Un vendredi sur deux, on découvre ensemble une planche de l'immense collection de la Cité de la bande dessinée et de l'image d'Angoulême qui propose jusqu'en août 2026 une exposition fascinante et sans cesse renouvelée : Trésors des Collections. Découvrez cette semaine la planche #43 : Keyed up ! de Joe Orlando et d’Al Feldstein

Joe Orlando | Al Feldstein | Harvey Kurtzman | Jack Davis | Wood, Wallace : La planche de la semaine : Keyed up ! de Joe Orlando et d’Al Feldstein

Le mot du commissaire de l'exposition, Jean-Pierre Mercier

Dans cette histoire dont le scénario a été écrit par Al Feldstein (dessinateur, scénariste, resté dans l’histoire de la bande dessinée américaine comme le rédacteur en chef de Mad Magazine après le départ d’Harvey Kurtzman), on découvre que parcourir le cosmos peut vous transformer en assassin. C’est ce qui arrive à Guernsey, l’un des deux pilotes d’une fusée immobilisée en plein cosmos par des avaries. Nous voyons comment il se débarrasse de son compagnon de voyage en l’abandonnant dans l’espace. Joe Orlando, dont le style rappelle irrésistiblement celui de Jack Davis, rend efficacement une situation oppressante en accentuant par un noir et blanc contrasté les informations données à la deuxième personne du singulier dans l’abondant texte courant qui surplombe chaque vignette. Ça finira mal pour Guernsey.

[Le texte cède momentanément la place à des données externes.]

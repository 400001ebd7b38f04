/// Post submission rules
use crate::db::{post_repo, user_repo};
use crate::error::{AppError, Result};
use crate::models::{encode_image_refs, Post, PostKind};
use sqlx::PgPool;
use uuid::Uuid;

/// A fully-received submission: text plus stored media references.
#[derive(Debug, Clone, Default)]
pub struct NewPost {
    pub content: String,
    pub image_refs: Vec<String>,
    pub video_ref: Option<String>,
    pub category_id: Option<i32>,
}

#[derive(Clone)]
pub struct PostService {
    pool: PgPool,
}

impl PostService {
    pub fn new(pool: PgPool) -> Self {
        Self { pool }
    }

    /// Create a post for an existing author. A submission must carry text or
    /// at least one media reference; counters start at zero.
    pub async fn create(&self, author_id: Uuid, new_post: NewPost) -> Result<Post> {
        if user_repo::find_by_id(&self.pool, author_id).await?.is_none() {
            return Err(AppError::NotFound("user not found".to_string()));
        }

        let has_video = new_post.video_ref.is_some();
        let has_images = !new_post.image_refs.is_empty();

        if new_post.content.trim().is_empty() && !has_images && !has_video {
            return Err(AppError::Validation(
                "post needs text content or at least one media file".to_string(),
            ));
        }

        let kind = PostKind::classify(has_video, has_images);
        let images = encode_image_refs(&new_post.image_refs);

        let post = post_repo::create_post(
            &self.pool,
            author_id,
            &new_post.content,
            images.as_deref(),
            new_post.video_ref.as_deref(),
            kind,
            new_post.category_id,
        )
        .await?;

        tracing::info!(post_id = %post.id, author_id = %author_id, kind = ?kind, "post created");

        Ok(post)
    }
}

Cette grinçante histoire a paru en 1953 dans Weird Science l’un des deux titres de science-fiction que l’éditeur EC publiait, à côté des titres d’horreur qui faisaient l’essentiel des ventes et de sa réputation à l’époque. Comme souvent, le scénariste Al Feldstein s’est fortement inspiré de la trame d’un roman existant (en l’occurrence U-Turn de Duncan Munro) pour bâtir son scénario. On sait que ces « emprunts » étaient courants et que le grand écrivain Ray Bradbury, s’étant aperçu qu’on le pillait sans vergogne, pris contact avec EC et, sous la contrainte, trouva avec eux un accord équitable pour lui.

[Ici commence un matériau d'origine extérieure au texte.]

//! Drive a [`Coroutine`] to completion over futures.
//!
//! [`run`] resumes the coroutine, and every time it suspends on an [`Awaited`] value
//! waits for that value to settle before resuming it again: with
//! [`Resume::Next`] on fulfillment, or with [`Resume::Throw`] on rejection so the
//! coroutine can recover or clean up at the suspension point. The coroutine's final
//! result settles the future `run` returns, adopting it when the coroutine ends with
//! a future.
//!
//! # Examples
//!
//! ```rust
//! use settle::prelude::*;
//!
//! let queue = TaskQueue::new();
//! let scheduler = queue.scheduler();
//!
//! let doubled = run(&scheduler, from_fn(|resume: Resume<i32, Error>| match resume {
//!     Resume::Start => Step::Yielded(Awaited::Value(42)),
//!     Resume::Next(x) => Step::returned(x * 2),
//!     Resume::Throw(e) => Step::failed(e),
//! }));
//!
//! assert!(doubled.is_pending());
//! queue.run_until_idle();
//! assert_eq!(doubled.outcome(), Some(Ok(84)));
//! ```

use std::{
    cell::{Cell, RefCell},
    rc::Rc,
};

use crate::{
    coroutine::{Coroutine, Resume},
    error::Reason,
    future::{Awaited, Future, Resolver},
    schedule::Scheduler,
    step::Step,
};

struct Driven<C, R, E> {
    coroutine: RefCell<C>,
    resolver: Resolver<R, E>,
    scheduler: Scheduler,
    resumes: Cell<usize>,
}

/// Start driving `coroutine` and return a future of its result.
///
/// The first resumption ([`Resume::Start`]) happens before `run` returns; everything
/// after the first suspension happens on later turns of `scheduler`. A failure the
/// coroutine raises, either on its own or by not handling a [`Resume::Throw`], rejects
/// the returned future and the coroutine is not resumed again. Ending with
/// [`Step::adopt`] settles the returned future with that future's outcome.
///
/// While suspended, the coroutine is owned by the callbacks of the future it awaits.
/// If the coroutine also holds that future and the future never settles, neither is
/// freed.
pub fn run<C, I, E>(scheduler: &Scheduler, coroutine: C) -> Future<C::Return, E>
where
    C: Coroutine<I, E> + 'static,
    C::Return: Clone + 'static,
    I: Clone + 'static,
    E: Reason,
{
    Future::new(scheduler, |resolver| {
        let driven = Rc::new(Driven {
            coroutine: RefCell::new(coroutine),
            resolver,
            scheduler: scheduler.clone(),
            resumes: Cell::new(0),
        });
        advance(driven, Resume::Start);
        Ok(())
    })
}

fn advance<C, I, E>(driven: Rc<Driven<C, C::Return, E>>, token: Resume<I, E>)
where
    C: Coroutine<I, E> + 'static,
    C::Return: Clone + 'static,
    I: Clone + 'static,
    E: Reason,
{
    let resumes = driven.resumes.get() + 1;
    driven.resumes.set(resumes);

    let step = driven.coroutine.borrow_mut().resume(token);
    match step {
        Step::Complete(Ok(returned)) => {
            tracing::trace!(
                resumes,
                adopting = matches!(returned, Awaited::Future(_)),
                "coroutine returned"
            );
            driven.resolver.settle(returned);
        }
        Step::Complete(Err(reason)) => {
            tracing::debug!(resumes, "coroutine raised");
            driven.resolver.reject(reason);
        }
        Step::Yielded(awaited) => {
            tracing::trace!(
                resumes,
                awaiting_future = matches!(awaited, Awaited::Future(_)),
                "coroutine suspended"
            );
            let future = awaited.into_future(&driven.scheduler);
            let on_reject = Rc::clone(&driven);
            future.subscribe(
                move |value| advance(driven, Resume::Next(value)),
                move |reason| advance(on_reject, Resume::Throw(reason)),
            );
        }
    }
}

Quant au dessinateur Joe Orlando, il est considéré comme l’un des grands noms des années 1950 aux Etats-Unis. Sa carrière s’est étendue sur quatre décennies. Il naît en Italie en 1927 mais émigre aux USA avec sa famille deux ans plus tard. Passionné par le dessin, il suit des cours dans une école spécialisée en dessin et design. Il fait ses premiers pas dans le monde de la bande dessinée au début des années 1950. Il est l’assistant de Wallace Wood, puis devient l’un des dessinateurs-vedettes de l’éditeur EC Comics, pour lequel il illustre de nombreuses histoires. Il collabore ensuite avec Classics Illustrated, le magazine Creepy (pour lequel il fournit également des scénarios) et, à partir de 1968, intègre DC Comics, dont il finit vice-président. Comme Will Eisner, il a enseigné dans les années 1980 à la School of Visual Arts.

A l’instar de son ancien mentor Wallace Wood, de Johnny Craig ou de Reed Crandall, il est considéré comme l’un des plus grands dessinateurs de comic books de l’après-guerre. Les fans des Watchmen se souviennent qu’une bande d’Orlando intervient dans la trame du récit et qu’il est présenté au lecteur par un texte très élogieux de Moore. A la demande de Moore et Gibbons, Joe Orlando avait spécialement dessiné une page de cette histoire fictive.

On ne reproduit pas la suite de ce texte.